Stored data
▼▼▼
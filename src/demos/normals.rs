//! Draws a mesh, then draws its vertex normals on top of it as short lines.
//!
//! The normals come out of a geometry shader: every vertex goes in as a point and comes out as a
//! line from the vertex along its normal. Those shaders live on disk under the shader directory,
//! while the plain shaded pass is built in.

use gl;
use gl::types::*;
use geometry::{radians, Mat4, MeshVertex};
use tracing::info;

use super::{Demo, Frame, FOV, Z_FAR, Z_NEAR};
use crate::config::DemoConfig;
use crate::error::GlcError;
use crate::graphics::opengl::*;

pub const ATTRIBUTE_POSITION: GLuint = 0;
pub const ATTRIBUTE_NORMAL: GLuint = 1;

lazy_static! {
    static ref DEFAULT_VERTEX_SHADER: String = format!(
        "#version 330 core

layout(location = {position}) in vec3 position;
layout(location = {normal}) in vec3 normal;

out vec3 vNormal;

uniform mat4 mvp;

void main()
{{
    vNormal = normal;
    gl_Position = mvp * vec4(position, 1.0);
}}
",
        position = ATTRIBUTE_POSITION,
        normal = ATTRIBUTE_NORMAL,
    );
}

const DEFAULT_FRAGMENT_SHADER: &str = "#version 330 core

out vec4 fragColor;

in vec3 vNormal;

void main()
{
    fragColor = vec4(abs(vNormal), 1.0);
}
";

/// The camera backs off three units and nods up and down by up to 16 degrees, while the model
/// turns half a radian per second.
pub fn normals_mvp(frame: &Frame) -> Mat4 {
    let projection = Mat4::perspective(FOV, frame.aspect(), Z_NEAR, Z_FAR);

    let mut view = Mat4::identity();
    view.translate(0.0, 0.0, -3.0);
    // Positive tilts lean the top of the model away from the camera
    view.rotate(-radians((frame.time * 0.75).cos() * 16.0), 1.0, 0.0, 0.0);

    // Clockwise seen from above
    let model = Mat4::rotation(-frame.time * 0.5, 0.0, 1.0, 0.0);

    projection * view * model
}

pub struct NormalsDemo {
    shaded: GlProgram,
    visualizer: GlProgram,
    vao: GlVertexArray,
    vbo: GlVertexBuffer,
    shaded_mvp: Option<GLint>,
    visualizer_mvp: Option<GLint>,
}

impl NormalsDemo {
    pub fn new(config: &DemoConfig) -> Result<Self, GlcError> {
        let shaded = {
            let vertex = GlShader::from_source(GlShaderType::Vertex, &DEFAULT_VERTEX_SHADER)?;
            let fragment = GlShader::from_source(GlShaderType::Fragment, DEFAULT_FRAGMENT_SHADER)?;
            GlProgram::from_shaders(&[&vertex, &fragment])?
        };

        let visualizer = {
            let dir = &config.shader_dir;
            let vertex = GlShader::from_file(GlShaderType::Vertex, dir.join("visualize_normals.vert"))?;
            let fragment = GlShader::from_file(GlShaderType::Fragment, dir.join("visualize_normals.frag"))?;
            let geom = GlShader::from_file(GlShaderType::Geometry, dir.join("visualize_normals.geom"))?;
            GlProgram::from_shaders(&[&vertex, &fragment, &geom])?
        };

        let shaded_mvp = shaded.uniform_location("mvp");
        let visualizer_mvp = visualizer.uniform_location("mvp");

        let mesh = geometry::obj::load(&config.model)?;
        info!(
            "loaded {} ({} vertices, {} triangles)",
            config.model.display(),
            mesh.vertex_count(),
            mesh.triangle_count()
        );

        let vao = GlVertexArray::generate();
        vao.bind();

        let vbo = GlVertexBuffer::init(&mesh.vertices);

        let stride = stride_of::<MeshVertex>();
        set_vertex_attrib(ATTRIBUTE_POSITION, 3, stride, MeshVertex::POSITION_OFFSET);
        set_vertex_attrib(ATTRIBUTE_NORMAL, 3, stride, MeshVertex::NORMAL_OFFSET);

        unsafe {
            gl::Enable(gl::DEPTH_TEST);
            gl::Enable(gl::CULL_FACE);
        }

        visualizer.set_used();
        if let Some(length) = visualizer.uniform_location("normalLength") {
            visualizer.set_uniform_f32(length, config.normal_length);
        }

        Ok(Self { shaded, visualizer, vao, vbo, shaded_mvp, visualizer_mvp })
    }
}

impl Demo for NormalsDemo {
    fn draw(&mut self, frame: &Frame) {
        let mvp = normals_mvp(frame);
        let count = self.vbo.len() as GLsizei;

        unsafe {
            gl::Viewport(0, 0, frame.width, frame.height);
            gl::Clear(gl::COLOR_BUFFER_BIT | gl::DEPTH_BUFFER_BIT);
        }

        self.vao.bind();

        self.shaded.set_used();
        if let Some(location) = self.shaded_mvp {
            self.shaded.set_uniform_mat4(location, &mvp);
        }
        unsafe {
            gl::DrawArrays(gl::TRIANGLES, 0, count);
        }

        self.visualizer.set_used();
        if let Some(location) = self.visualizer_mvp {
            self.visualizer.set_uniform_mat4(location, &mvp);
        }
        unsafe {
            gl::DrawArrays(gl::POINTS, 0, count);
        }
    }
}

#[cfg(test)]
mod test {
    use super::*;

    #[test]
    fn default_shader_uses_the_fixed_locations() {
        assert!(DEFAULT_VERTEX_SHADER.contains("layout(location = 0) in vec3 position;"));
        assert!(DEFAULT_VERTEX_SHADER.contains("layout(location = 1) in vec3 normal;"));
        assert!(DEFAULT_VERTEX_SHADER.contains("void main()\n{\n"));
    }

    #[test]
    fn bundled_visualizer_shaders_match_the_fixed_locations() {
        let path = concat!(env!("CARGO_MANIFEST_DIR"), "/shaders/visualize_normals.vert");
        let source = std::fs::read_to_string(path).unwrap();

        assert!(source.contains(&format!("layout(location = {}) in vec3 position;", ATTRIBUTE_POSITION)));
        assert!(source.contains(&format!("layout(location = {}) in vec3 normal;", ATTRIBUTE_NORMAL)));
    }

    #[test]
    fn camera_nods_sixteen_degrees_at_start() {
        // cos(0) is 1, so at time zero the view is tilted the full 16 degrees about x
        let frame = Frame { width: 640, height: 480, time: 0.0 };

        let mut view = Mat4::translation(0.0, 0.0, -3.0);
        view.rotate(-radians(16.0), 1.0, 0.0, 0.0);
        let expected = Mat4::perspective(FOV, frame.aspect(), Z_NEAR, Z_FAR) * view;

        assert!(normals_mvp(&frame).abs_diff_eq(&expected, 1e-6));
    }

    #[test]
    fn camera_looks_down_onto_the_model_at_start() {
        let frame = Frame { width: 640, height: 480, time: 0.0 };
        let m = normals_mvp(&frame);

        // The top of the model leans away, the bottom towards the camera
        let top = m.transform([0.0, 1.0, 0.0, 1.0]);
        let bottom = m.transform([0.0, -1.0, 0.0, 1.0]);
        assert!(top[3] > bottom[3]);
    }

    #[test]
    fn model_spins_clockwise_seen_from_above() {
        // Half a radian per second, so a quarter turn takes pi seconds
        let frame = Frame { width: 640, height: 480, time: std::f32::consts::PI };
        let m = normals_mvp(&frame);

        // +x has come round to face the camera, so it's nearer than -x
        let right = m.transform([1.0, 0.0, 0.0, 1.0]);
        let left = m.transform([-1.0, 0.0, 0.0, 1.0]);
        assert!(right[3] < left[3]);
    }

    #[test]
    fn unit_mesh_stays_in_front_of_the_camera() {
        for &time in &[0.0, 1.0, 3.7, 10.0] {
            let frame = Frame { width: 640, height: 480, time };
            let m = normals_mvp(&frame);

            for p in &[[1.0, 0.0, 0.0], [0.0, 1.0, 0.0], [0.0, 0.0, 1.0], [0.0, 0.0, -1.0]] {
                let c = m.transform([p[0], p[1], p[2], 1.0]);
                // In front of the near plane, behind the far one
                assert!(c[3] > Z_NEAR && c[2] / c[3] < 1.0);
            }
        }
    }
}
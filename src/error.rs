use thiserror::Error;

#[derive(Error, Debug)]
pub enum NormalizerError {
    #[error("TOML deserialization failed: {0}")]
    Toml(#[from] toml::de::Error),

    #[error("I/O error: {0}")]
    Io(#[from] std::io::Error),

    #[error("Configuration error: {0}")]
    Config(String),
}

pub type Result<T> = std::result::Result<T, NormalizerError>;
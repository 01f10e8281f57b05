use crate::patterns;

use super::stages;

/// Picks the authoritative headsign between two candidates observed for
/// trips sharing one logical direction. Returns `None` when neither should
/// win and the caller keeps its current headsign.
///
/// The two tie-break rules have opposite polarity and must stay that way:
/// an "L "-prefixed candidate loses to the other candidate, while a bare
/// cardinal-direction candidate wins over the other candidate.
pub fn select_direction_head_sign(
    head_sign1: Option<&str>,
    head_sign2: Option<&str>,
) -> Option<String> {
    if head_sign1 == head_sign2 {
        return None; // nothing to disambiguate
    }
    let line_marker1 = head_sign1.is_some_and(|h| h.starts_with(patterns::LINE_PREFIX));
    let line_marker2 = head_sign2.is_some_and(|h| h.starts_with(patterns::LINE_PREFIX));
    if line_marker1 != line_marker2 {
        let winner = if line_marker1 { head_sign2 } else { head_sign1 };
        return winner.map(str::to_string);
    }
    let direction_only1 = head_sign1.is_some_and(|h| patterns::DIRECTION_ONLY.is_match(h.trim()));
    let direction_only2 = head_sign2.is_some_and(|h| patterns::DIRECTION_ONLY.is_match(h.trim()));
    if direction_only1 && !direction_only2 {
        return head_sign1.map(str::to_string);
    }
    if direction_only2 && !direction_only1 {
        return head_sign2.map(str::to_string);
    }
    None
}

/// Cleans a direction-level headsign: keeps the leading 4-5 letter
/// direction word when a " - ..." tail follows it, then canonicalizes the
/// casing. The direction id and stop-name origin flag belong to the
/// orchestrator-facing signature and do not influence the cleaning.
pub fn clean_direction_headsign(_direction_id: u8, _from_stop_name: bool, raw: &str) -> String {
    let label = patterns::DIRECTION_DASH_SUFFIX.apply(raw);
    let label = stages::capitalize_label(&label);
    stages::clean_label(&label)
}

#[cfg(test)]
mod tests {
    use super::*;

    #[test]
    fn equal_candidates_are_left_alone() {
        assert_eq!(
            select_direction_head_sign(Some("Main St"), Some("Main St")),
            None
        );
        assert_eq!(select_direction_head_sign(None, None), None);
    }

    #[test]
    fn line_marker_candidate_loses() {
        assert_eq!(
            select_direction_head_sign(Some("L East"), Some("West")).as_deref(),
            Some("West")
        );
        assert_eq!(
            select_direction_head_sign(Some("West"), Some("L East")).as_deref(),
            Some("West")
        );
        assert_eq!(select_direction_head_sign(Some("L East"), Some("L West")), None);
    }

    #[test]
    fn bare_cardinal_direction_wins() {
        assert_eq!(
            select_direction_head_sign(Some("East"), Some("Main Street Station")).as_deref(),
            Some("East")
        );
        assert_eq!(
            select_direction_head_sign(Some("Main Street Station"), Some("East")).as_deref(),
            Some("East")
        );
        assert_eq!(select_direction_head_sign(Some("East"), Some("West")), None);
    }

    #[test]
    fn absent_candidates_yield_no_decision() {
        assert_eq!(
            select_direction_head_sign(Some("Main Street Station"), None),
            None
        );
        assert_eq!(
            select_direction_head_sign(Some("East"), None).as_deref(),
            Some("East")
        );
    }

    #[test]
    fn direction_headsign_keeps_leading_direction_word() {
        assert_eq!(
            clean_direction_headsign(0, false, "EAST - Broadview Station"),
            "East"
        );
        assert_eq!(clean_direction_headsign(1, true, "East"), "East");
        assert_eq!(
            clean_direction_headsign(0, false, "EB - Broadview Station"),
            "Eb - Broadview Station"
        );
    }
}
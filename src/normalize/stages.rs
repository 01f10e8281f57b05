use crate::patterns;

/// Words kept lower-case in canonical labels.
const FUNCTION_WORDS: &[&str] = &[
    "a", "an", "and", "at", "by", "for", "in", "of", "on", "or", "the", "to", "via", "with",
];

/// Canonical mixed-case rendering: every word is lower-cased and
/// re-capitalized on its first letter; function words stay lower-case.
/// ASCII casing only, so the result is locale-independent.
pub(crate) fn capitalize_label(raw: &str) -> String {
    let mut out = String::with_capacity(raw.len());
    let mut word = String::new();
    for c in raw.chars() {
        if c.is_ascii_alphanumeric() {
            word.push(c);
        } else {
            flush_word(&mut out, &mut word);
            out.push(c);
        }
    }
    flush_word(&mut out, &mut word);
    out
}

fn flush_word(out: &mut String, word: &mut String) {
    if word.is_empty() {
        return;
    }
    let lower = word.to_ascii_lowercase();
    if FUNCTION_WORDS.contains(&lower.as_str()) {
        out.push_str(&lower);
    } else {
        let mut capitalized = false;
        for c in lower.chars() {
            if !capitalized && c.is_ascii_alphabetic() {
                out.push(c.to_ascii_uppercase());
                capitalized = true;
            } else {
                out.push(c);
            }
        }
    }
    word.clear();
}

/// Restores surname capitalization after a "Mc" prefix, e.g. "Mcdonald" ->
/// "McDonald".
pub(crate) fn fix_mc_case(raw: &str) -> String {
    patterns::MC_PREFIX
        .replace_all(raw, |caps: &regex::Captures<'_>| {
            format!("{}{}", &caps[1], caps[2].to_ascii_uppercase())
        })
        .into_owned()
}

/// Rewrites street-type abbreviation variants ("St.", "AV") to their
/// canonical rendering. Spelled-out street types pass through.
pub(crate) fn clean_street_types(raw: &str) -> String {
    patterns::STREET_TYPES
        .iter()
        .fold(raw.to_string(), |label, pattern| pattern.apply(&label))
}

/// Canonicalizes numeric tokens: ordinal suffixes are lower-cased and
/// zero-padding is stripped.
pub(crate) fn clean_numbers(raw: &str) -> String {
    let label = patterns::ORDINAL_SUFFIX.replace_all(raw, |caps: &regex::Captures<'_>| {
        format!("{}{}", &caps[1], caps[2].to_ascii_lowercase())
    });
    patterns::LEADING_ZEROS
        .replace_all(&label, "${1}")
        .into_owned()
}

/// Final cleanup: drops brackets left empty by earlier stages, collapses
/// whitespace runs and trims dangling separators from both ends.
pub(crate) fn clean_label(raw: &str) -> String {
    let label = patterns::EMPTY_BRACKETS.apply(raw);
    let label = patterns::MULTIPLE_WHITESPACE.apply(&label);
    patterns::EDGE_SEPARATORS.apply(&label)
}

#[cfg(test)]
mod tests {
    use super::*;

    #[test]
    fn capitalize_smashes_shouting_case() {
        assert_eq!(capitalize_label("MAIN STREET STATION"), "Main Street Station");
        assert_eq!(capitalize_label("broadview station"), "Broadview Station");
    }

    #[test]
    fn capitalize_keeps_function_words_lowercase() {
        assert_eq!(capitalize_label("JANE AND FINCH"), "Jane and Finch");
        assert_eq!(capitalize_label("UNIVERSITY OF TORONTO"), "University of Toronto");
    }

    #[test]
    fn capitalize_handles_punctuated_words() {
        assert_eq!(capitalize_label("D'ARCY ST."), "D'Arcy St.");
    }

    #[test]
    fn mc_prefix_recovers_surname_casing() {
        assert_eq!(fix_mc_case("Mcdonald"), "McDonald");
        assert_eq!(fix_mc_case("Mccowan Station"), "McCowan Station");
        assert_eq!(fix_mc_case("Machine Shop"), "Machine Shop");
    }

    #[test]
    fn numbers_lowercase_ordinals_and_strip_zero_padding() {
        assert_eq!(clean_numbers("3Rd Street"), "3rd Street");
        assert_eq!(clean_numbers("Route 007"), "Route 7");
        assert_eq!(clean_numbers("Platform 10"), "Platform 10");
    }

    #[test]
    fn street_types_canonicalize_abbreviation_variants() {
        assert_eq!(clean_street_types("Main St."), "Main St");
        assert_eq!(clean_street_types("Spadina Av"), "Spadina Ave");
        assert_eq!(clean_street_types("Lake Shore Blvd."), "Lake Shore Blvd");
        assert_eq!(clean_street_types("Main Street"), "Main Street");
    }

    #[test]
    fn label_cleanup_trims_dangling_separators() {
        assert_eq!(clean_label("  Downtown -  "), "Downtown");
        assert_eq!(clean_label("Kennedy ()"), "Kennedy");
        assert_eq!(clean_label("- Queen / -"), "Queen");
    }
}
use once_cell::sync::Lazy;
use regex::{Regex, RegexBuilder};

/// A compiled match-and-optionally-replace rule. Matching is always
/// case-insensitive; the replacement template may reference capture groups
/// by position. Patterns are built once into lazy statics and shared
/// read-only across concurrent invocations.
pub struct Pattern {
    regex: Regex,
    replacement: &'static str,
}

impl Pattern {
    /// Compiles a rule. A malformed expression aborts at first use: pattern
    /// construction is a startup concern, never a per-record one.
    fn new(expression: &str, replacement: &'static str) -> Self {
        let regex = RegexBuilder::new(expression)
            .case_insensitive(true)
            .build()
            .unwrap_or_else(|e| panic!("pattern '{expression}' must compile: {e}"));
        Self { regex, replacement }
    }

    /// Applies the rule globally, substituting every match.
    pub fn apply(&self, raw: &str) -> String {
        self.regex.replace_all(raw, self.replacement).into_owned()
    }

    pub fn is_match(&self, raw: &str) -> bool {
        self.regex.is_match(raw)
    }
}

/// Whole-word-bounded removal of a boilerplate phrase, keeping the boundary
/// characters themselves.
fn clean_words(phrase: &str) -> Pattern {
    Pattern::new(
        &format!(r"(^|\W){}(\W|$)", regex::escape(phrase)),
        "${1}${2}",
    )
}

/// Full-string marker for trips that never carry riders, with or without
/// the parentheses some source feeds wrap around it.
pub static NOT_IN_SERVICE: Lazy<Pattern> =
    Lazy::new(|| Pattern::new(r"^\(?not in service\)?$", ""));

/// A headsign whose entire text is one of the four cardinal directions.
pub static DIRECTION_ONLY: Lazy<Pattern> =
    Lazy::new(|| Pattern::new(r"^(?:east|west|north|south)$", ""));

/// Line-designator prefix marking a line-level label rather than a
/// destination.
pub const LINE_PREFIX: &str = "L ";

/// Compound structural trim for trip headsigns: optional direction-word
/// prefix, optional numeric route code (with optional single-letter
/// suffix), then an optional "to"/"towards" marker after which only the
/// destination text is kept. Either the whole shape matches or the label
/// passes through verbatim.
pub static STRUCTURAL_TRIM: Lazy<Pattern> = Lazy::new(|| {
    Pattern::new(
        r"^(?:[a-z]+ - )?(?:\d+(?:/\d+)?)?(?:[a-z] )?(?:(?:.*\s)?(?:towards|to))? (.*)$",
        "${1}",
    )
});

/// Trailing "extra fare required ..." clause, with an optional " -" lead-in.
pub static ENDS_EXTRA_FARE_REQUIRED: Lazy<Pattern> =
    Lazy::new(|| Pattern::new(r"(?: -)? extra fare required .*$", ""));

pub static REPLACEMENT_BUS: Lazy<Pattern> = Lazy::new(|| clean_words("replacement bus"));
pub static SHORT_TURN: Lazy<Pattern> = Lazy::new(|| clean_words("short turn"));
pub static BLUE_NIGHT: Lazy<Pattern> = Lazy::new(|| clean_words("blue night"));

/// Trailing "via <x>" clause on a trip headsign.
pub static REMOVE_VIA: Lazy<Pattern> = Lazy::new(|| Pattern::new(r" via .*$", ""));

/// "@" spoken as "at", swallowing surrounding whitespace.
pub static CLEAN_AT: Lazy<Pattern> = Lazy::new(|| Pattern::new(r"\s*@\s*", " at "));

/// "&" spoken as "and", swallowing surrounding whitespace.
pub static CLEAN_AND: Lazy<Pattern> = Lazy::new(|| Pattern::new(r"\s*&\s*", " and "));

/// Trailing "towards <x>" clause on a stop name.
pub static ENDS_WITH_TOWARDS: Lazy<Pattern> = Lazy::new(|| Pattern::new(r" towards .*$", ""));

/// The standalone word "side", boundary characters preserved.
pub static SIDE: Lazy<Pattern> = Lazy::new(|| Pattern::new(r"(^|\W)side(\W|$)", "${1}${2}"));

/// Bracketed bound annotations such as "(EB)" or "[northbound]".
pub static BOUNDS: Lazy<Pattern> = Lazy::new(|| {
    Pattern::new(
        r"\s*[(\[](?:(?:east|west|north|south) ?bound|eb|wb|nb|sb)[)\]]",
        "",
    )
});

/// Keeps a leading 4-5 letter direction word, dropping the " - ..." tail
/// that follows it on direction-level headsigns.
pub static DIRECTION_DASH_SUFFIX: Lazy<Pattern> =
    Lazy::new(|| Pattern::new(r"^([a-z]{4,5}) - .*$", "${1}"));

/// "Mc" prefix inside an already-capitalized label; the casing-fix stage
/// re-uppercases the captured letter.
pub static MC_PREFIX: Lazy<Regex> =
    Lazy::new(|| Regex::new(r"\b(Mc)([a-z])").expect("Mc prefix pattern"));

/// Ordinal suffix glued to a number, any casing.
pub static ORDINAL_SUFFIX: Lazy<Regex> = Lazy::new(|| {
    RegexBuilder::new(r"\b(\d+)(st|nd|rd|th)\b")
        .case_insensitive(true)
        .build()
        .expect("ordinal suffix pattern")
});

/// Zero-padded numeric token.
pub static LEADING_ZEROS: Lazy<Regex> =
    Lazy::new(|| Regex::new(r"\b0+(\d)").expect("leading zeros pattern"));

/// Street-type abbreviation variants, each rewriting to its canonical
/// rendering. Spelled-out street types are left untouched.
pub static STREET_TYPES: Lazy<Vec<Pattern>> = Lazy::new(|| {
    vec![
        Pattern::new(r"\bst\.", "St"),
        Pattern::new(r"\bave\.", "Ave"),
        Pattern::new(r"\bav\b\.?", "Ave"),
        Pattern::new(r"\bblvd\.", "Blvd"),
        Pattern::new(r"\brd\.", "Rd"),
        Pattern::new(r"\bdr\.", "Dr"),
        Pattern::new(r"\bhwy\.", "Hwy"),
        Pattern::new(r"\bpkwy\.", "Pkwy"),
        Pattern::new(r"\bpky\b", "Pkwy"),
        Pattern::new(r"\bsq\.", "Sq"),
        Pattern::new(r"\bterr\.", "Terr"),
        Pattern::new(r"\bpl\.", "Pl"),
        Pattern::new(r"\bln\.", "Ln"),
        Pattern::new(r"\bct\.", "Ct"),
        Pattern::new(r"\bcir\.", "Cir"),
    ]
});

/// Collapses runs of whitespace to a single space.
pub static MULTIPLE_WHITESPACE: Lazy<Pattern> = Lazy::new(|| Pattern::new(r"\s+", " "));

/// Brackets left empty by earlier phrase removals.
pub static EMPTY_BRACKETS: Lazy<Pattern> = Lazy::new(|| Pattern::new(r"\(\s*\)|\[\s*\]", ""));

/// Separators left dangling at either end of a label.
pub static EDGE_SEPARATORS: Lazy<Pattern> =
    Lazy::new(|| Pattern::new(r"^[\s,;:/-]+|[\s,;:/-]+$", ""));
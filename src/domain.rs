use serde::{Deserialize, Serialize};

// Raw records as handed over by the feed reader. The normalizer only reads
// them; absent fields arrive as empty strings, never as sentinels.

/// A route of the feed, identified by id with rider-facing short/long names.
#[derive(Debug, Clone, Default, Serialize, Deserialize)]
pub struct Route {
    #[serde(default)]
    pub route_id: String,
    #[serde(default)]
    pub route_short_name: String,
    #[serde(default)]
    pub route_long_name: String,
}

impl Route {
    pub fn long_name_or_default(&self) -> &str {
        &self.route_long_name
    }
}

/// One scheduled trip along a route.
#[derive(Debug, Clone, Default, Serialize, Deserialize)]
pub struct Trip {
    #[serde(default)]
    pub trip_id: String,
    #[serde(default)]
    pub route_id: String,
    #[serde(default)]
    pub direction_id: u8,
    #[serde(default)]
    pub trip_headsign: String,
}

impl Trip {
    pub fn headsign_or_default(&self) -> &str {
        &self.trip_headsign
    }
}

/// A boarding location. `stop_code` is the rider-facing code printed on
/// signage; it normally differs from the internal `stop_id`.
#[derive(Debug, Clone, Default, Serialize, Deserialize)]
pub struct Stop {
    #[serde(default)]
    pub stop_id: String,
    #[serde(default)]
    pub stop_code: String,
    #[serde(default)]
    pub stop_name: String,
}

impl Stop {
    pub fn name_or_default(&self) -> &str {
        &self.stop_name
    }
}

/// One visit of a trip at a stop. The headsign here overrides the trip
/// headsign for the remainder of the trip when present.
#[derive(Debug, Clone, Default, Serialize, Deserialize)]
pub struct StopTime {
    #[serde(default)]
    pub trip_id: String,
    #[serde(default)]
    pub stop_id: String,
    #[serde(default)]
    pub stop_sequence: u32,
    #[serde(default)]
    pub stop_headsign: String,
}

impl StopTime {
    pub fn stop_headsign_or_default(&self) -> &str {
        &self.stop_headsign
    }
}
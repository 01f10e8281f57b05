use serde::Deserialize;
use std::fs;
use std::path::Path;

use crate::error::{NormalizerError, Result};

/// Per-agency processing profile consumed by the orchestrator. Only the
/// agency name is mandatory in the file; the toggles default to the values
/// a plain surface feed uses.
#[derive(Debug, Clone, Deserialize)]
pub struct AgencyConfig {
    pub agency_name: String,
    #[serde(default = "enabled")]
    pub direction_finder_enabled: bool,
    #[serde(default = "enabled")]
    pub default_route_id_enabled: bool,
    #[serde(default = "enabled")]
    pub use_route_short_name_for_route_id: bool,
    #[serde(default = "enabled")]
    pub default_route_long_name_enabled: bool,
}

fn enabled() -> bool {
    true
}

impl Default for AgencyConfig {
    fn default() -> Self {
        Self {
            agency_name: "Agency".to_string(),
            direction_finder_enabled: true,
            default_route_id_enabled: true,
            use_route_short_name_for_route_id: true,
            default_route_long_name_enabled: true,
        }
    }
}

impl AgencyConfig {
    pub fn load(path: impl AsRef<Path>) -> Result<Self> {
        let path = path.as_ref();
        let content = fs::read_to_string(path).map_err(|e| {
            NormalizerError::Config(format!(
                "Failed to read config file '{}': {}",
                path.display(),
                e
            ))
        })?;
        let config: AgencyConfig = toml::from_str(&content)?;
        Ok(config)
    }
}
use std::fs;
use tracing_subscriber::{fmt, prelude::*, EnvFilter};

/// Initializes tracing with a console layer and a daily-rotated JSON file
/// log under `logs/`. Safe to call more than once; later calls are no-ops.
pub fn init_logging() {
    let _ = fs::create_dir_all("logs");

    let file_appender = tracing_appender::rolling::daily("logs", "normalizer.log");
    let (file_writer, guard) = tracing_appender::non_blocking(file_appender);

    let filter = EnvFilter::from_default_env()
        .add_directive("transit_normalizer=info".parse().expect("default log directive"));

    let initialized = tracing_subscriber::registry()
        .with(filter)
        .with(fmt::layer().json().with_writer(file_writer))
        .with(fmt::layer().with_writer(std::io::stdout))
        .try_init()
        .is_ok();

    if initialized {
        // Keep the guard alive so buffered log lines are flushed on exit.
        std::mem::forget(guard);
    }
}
▲▲▲
▶ [EXERCISE OBJECTIVE]: How many of the lines above include the word "width"? Give that number without comment.

▶ [ANSWER SPACE]: 5